_Task directions_
Return only what lies between the first line of the entries and the line containing "pub enum AttendanceStatus", both lines included.

Dataset entries

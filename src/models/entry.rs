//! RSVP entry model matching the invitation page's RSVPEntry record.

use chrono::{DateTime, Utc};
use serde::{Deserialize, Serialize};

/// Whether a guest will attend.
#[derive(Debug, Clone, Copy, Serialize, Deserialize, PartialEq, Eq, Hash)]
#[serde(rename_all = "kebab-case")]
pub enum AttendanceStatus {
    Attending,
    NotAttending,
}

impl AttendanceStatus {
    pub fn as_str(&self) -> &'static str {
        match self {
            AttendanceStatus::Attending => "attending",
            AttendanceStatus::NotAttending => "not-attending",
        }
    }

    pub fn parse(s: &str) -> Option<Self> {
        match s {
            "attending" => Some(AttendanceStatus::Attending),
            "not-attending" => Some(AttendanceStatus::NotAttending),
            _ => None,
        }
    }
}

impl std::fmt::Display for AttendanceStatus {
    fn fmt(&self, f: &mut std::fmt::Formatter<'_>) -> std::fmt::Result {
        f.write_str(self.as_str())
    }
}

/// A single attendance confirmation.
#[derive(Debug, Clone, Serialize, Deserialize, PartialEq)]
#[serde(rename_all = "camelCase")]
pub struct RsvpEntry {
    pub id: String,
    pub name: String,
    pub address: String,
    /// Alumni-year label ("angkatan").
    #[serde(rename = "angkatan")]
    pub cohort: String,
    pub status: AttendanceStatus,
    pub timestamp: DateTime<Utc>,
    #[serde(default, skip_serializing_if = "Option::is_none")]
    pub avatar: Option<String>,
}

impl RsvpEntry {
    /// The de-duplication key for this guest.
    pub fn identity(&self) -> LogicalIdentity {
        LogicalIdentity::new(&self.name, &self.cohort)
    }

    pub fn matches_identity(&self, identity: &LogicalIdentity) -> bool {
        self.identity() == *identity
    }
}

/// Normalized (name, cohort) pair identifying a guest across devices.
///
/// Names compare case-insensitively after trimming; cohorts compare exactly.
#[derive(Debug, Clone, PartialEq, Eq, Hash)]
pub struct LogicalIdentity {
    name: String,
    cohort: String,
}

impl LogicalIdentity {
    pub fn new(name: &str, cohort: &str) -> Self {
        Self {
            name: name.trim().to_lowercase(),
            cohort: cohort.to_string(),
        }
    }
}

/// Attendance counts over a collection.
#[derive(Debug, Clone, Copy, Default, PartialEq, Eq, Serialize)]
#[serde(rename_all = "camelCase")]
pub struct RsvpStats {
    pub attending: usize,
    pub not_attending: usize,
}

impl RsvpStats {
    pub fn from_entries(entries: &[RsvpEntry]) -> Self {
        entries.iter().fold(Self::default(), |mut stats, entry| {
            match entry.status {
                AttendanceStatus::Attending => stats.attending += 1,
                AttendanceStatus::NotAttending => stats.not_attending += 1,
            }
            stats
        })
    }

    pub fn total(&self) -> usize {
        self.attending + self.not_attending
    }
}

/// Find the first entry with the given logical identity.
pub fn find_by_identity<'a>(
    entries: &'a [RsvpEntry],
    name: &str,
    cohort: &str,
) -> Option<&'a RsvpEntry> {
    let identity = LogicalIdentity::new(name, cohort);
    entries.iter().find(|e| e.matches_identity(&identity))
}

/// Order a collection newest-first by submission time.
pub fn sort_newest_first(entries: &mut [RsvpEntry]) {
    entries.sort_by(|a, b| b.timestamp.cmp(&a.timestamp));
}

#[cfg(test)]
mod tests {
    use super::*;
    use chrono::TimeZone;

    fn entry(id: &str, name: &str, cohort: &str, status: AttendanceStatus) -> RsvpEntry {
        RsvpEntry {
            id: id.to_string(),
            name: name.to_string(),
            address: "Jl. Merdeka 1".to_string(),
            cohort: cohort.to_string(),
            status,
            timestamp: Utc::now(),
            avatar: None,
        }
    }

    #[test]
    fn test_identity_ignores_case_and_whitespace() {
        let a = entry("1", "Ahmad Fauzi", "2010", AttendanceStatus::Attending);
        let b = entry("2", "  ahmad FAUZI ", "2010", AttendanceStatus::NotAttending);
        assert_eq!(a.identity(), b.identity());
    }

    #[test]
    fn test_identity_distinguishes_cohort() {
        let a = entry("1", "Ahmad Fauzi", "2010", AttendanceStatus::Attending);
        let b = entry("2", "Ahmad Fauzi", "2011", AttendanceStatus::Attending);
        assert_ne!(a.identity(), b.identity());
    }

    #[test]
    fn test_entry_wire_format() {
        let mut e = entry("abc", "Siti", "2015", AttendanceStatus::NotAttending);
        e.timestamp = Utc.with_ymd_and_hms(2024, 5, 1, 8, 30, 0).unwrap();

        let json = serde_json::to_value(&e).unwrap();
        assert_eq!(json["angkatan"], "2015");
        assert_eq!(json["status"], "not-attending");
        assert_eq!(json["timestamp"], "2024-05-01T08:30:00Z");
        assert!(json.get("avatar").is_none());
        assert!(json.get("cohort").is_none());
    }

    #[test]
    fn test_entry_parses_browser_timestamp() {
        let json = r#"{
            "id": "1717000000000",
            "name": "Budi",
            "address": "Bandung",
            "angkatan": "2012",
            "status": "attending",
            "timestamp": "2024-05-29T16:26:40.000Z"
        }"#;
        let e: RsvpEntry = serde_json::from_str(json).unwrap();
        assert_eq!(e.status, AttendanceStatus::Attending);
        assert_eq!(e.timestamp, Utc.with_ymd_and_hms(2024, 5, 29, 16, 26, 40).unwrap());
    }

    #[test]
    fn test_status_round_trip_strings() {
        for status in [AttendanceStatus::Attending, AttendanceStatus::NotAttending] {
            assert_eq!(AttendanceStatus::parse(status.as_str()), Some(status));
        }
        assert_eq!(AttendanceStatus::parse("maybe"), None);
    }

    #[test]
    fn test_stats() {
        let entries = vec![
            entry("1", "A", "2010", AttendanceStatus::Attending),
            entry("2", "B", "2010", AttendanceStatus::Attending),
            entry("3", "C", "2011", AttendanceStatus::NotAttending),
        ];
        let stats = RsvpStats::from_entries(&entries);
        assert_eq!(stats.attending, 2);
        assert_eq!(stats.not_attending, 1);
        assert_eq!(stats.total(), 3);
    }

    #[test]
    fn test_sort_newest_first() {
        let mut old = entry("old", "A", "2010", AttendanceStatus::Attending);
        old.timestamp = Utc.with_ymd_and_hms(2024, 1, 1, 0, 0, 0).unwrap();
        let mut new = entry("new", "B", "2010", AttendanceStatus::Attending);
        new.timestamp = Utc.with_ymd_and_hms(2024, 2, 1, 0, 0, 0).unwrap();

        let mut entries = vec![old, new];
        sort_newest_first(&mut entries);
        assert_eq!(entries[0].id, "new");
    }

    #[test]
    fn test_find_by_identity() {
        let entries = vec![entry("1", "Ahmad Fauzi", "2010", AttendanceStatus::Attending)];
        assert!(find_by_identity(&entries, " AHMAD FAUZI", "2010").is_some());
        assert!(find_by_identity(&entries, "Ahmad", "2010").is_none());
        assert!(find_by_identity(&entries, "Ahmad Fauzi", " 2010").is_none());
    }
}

_Expected answer_
filename src/models/entry.rs
//! RSVP entry model matching the invitation page's RSVPEntry record.

use chrono::{DateTime, Utc};
use serde::{Deserialize, Serialize};

/// Whether a guest will attend.
#[derive(Debug, Clone, Copy, Serialize, Deserialize, PartialEq, Eq, Hash)]
#[serde(rename_all = "kebab-case")]
pub enum AttendanceStatus {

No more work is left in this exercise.